• EXERCISE AIM:
Please list all lines of the material below in which the string "match" occurs.

● ● ● ● ● ● ●

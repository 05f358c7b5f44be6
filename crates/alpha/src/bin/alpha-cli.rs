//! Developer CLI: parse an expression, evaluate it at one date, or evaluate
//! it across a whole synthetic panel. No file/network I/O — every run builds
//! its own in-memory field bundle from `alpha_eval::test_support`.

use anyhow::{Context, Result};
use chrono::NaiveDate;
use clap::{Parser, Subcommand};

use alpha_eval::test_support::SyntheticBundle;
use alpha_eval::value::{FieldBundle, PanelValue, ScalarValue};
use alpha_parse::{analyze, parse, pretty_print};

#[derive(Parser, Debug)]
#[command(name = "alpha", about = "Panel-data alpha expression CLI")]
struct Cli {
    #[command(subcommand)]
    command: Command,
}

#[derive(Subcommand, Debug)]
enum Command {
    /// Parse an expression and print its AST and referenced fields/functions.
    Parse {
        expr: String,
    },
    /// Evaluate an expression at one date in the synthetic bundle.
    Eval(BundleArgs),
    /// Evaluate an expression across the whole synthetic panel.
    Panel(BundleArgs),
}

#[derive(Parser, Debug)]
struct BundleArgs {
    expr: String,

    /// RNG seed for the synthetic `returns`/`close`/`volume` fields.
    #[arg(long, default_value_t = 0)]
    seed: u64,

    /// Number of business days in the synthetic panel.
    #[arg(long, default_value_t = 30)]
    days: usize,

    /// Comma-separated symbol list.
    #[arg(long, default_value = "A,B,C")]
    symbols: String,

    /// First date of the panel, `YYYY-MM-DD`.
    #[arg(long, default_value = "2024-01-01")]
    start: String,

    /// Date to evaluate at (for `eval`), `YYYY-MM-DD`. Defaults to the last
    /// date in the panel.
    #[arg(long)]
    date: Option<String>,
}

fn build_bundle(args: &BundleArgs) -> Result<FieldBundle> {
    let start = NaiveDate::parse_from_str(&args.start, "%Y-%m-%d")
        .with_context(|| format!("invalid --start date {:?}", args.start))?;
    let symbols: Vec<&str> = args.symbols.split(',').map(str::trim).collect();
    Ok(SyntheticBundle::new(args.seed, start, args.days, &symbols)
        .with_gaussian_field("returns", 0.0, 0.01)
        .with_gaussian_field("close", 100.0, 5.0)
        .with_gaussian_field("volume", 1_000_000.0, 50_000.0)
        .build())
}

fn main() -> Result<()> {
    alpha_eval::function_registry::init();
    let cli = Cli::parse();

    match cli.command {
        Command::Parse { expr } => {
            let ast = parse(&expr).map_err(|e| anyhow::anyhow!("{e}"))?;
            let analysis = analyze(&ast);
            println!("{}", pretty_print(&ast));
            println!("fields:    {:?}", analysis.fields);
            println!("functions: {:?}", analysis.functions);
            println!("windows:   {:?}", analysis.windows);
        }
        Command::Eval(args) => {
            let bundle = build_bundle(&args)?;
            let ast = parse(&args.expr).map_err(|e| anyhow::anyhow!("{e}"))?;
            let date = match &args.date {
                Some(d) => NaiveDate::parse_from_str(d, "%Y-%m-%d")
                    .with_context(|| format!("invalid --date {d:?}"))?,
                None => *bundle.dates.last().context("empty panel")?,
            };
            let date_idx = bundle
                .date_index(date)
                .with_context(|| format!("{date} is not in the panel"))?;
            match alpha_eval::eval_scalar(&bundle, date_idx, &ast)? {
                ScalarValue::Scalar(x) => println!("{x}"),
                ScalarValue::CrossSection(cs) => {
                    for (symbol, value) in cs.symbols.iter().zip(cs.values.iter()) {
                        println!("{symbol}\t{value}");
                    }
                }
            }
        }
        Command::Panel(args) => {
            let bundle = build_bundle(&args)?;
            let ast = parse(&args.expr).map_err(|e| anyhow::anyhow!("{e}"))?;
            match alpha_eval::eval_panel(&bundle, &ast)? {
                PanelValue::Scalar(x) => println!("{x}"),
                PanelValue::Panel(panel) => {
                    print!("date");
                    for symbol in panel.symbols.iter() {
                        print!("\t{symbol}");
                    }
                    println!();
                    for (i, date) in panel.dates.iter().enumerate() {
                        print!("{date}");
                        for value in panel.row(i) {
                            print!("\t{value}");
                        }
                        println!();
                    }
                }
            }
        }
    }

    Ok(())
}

● ● ● ● ● ● ●

• WORKED SOLUTION:
    match cli.command {
            let date = match &args.date {
            match alpha_eval::eval_scalar(&bundle, date_idx, &ast)? {
            match alpha_eval::eval_panel(&bundle, &ast)? {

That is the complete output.